PUNTO DI NON RITORNO – Lo snodo cruciale fu tutto nel mercato di gennaio: con la Fiorentina prima, e in lotta quantomeno per la Champions, i Della Valle non furono in grado di soddisfare le richieste del portoghese. Zarate, Tello, Tino Costa, Kone e il disastroso ed eterno infortunato Benalouane non rappresentarono certo quelle alternative ai titolari di cui i viola avevano bisogno per proseguire la loro marcia ai vertici. Così ecco le presunte dimissioni di Sousa, sempre smentite dalla Fiorentina, che però secondo qualche versione le avrebbe ricevute eccome, rifiutandole naturalmente. Il danno però era ormai fatto e, dopo un gennaio a dir poco sotto tono, la Fiorentina iniziò la sua discesa inesorabile, dovuta anche ad una “perdita di stimoli”  che lo stesso portoghese ammise di aver avuto e che spense definitivamente la sua squadra.
 
PERMANENZA A SORPRESA – In pochi avrebbero scommesso sulla conferma di Sousa per la stagione 2016/17 e invece, a sorpresa, Andrea Della Valle a inizio maggio annunciò l’armonia ritrovata (anzi, addirittura “mai persa”) tra le parti, quasi che a gennaio non fosse successo nulla. Intanto Corvino tornava dietro la scrivania viola e si impegnava in prima persona per rassicurare Sousa,andandolo a trovare direttamente in Portogallo. La scadenza del contratto recitava (e recita) giugno 2017 e dunque ecco andare in scena il Sousa 2.0.
 
DOV’E’ L’INTERRUTTORE? – L’estate ha visto però un Paulo Sousa decisamente diverso, più scuro in volto e in sala stampa, meno entusiasta nelle sue uscite pubbliche e letteralmente in balia delle scelte della società. Aldilà dell’approvazione o meno degli arrivi del mercato, il portoghese si proclamava subordinato all’azione della dirigenza e in attesa della rosa completa: quasi una delegittimazione dalla sua ambizione di allenatore-manager “all’inglese”. I risultati estivi d’altra parte confermarono l’impressione negativa e la Fiorentina chiuse con cinque k.o. di fila: l’esatto opposto di un anno fa, quando i viola avevano battuto Chelsea e Barcellona.
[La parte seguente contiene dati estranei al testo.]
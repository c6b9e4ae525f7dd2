use std::fs;
use std::path::Path;

use crate::core::command::{run_with_timeout, DEFAULT_TIMEOUT_MS};
use crate::core::error::{FirewallError, Result};

/// The kernel key backing the ping toggle.
pub const PING_KEY: &str = "net.ipv4.icmp_echo_ignore_all";

/// Default location of the sysctl configuration.
pub const SYSCTL_CONF: &str = "/etc/sysctl.conf";

/// Reads whether ICMP echo is currently ignored, from the config file (the
/// file is the source of truth for the toggle, staged or loaded). A missing
/// file or key means ping is answered.
pub fn read_ping_blocked(path: impl AsRef<Path>) -> Result<bool> {
    let path = path.as_ref();
    if !path.exists() {
        return Ok(false);
    }
    let content = fs::read_to_string(path)
        .map_err(|e| FirewallError::SysConfig(format!("read {}: {e}", path.display())))?;
    for line in content.lines() {
        let line = line.trim();
        if line.starts_with('#') {
            continue;
        }
        if let Some((key, value)) = line.split_once('=') {
            if key.trim() == PING_KEY {
                return Ok(value.trim() == "1");
            }
        }
    }
    Ok(false)
}

/// Rewrites the config line-by-line, replacing the ping key in place or
/// appending it once, then asks the kernel to reload the settings.
///
/// The whole file is read and rewritten; a concurrent external edit during
/// the window is not detected.
pub async fn write_ping_blocked(path: impl AsRef<Path>, blocked: bool) -> Result<()> {
    let path = path.as_ref();
    let content = if path.exists() {
        fs::read_to_string(path)
            .map_err(|e| FirewallError::SysConfig(format!("read {}: {e}", path.display())))?
    } else {
        String::new()
    };

    let wanted = format!("{}={}", PING_KEY, i32::from(blocked));
    let mut lines: Vec<String> = Vec::new();
    let mut replaced = false;
    for line in content.lines() {
        let trimmed = line.trim();
        let is_key = !trimmed.starts_with('#')
            && trimmed
                .split_once('=')
                .is_some_and(|(k, _)| k.trim() == PING_KEY);
        if is_key {
            if !replaced {
                lines.push(wanted.clone());
                replaced = true;
            }
            // Duplicate key lines are collapsed into the one we wrote.
        } else {
            lines.push(line.to_string());
        }
    }
    if !replaced {
        lines.push(wanted);
    }

    let mut output = lines.join("\n");
    output.push('\n');
    fs::write(path, output)
        .map_err(|e| FirewallError::SysConfig(format!("write {}: {e}", path.display())))?;

    reload_sysctl().await
}

async fn reload_sysctl() -> Result<()> {
    let out = run_with_timeout("ping_toggle", "sysctl -p", DEFAULT_TIMEOUT_MS).await?;
    if out.success() {
        return Ok(());
    }
    // Diagnosis needs the command's own output; sysctl reports the failing
    // line on stdout.
    Err(FirewallError::SysConfig(format!(
        "sysctl -p failed (code {}): {}",
        out.code,
        out.combined()
    )))
}
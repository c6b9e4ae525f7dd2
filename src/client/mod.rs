pub mod firewalld;
pub mod iptables;
pub mod ufw;

use std::sync::Arc;

use async_trait::async_trait;
use serde::{Deserialize, Serialize};

use crate::core::error::{FirewallError, Result};

pub use firewalld::Firewalld;
pub use iptables::NatHelper;
pub use ufw::Ufw;

// ===========================================================================
// Core Enumerations
// ===========================================================================

/// Rule strategy in the unified model. The simplified backend speaks
/// allow/deny instead; translation happens at that adapter's boundary.
#[derive(Debug, Clone, Copy, PartialEq, Eq, Hash, Serialize, Deserialize)]
#[serde(rename_all = "lowercase")]
pub enum Strategy {
    Accept,
    Drop,
}

impl Strategy {
    pub fn from_str(s: &str) -> Result<Self> {
        match s.to_lowercase().as_str() {
            "accept" => Ok(Self::Accept),
            "drop" => Ok(Self::Drop),
            _ => Err(FirewallError::InvalidStrategy {
                strategy: s.to_string(),
            }),
        }
    }

    pub fn as_str(&self) -> &'static str {
        match self {
            Self::Accept => "accept",
            Self::Drop => "drop",
        }
    }
}

#[derive(Debug, Clone, Copy, Default, PartialEq, Eq, Serialize, Deserialize)]
#[serde(rename_all = "lowercase")]
pub enum Operation {
    #[default]
    Add,
    Remove,
}

impl Operation {
    pub fn from_str(s: &str) -> Result<Self> {
        match s.to_lowercase().as_str() {
            "add" => Ok(Self::Add),
            "remove" => Ok(Self::Remove),
            _ => Err(FirewallError::Internal(format!("invalid operation: {s}"))),
        }
    }

    pub fn as_str(&self) -> &'static str {
        match self {
            Self::Add => "add",
            Self::Remove => "remove",
        }
    }
}

/// Which family of rule a natural key belongs to.
#[derive(Debug, Clone, Copy, PartialEq, Eq, Hash, Serialize, Deserialize)]
#[serde(rename_all = "lowercase")]
pub enum RuleKind {
    Port,
    Address,
    Forward,
}

impl RuleKind {
    pub fn from_str(s: &str) -> Result<Self> {
        match s.to_lowercase().as_str() {
            "port" => Ok(Self::Port),
            "address" => Ok(Self::Address),
            "forward" => Ok(Self::Forward),
            _ => Err(FirewallError::Internal(format!("invalid rule kind: {s}"))),
        }
    }

    pub fn as_str(&self) -> &'static str {
        match self {
            Self::Port => "port",
            Self::Address => "address",
            Self::Forward => "forward",
        }
    }
}

// ===========================================================================
// Rule Model
// ===========================================================================

/// Canonical representation of one packet-filter rule.
///
/// `port` keeps the caller's spelling: a single port, a comma list, or a
/// dash range. `address` empty means "any source". `protocol` may be the
/// dual pseudo-value `tcp/udp`; adapters never see it unsplit.
#[derive(Debug, Clone, Default, PartialEq, Serialize, Deserialize)]
pub struct FireInfo {
    /// ipv4 or ipv6, derived from the address during listing.
    pub family: String,
    /// Source CIDR/IP/range, empty = any.
    pub address: String,
    pub port: String,
    pub protocol: String,
    pub strategy: String,
    /// Whether a description record exists for this rule.
    #[serde(default)]
    pub used_status: bool,
    /// Annotation only; never sent to the backend.
    #[serde(default)]
    pub description: String,
}

impl FireInfo {
    /// Natural key used to correlate live rules with metadata records.
    pub fn natural_key(&self, kind: RuleKind) -> String {
        format!(
            "{}|{}|{}|{}|{}",
            kind.as_str(),
            self.port,
            self.protocol,
            self.address,
            self.strategy
        )
    }
}

/// One port-forwarding rule.
#[derive(Debug, Clone, Default, PartialEq, Serialize, Deserialize)]
pub struct FireForward {
    /// Backend-assigned ordinal; governs insertion order and deletion.
    #[serde(default)]
    pub num: u32,
    pub protocol: String,
    /// Source port.
    pub port: String,
    /// Defaults to loopback when empty.
    pub target_ip: String,
    pub target_port: String,
}

pub const LOOPBACK: &str = "127.0.0.1";

/// Fills the loopback default for an absent forward target.
pub fn forward_target_or_loopback(target_ip: &str) -> String {
    if target_ip.is_empty() {
        LOOPBACK.to_string()
    } else {
        target_ip.to_string()
    }
}

/// Derives the address family from a source spec. Bare ports have no
/// address and default to ipv4.
pub fn family_of(address: &str) -> &'static str {
    if address.contains(':') {
        "ipv6"
    } else {
        "ipv4"
    }
}

// ===========================================================================
// Capability Interface
// ===========================================================================

/// The single capability surface over both packet-filtering backends.
///
/// Mutation calls are synchronous from the caller's point of view: they
/// return once the underlying tool has accepted or rejected the change, with
/// captured stderr/stdout attached to failures. `reload` persists staged
/// configuration for the daemon-style backend and is a no-op for the
/// simplified one.
#[async_trait]
pub trait FirewallClient: Send + Sync {
    fn name(&self) -> &'static str;

    async fn start(&self) -> Result<()>;
    async fn stop(&self) -> Result<()>;
    async fn restart(&self) -> Result<()>;
    async fn reload(&self) -> Result<()>;

    /// true = running.
    async fn status(&self) -> Result<bool>;
    async fn version(&self) -> Result<String>;

    async fn list_port(&self) -> Result<Vec<FireInfo>>;
    async fn list_address(&self) -> Result<Vec<FireInfo>>;
    async fn list_forward(&self) -> Result<Vec<FireForward>>;

    /// Applies or removes a plain port rule (no source address).
    async fn port(&self, info: &FireInfo, op: Operation) -> Result<()>;

    /// Applies or removes a structured rule carrying an address and/or a
    /// non-accept strategy.
    async fn rich_rules(&self, info: &FireInfo, op: Operation) -> Result<()>;

    async fn port_forward(&self, forward: &FireForward, op: Operation) -> Result<()>;

    /// Makes sure the backend will actually forward: masquerade for the
    /// daemon backend, the dedicated NAT chain for the simplified one.
    async fn enable_forward(&self) -> Result<()>;
}

// ===========================================================================
// Backend Selection
// ===========================================================================

/// Probes for the two supported tools and returns the matching adapter.
///
/// Selection is done once per process; exactly one backend is active
/// system-wide and the choice never changes for the client's lifetime.
pub fn pick_client() -> Result<Arc<dyn FirewallClient>> {
    if which::which("firewall-cmd").is_ok() {
        return Ok(Arc::new(Firewalld::new()));
    }
    if which::which("ufw").is_ok() {
        return Ok(Arc::new(Ufw::new()));
    }
    Err(FirewallError::NoBackendAvailable)
}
Eccoci dunque al campionato, partito con la sconfitta dello Stadium e proseguito con tanta fatica nel segnare e creare gioco, con la sensazione che l’interruttore della Fiorentina fosse irrimediabilmente fissato su ‘Off’. E tale è rimasto anche dopo la seconda sosta di campionato, che doveva portare novità e vigore e invece ha presentato la solita squadra spenta, banale, prevedibile ed ora anche fischiata dal proprio pubblico; alibi finiti ma a rischiare più di tutti, come spesso accade, è l’allenatore: la fiducia per Sousa sembra essere a medio termine. L’allenatore entusiasta e vincente di un anno fa è scomparso e la sua brutta copia sta rischiando davvero grosso.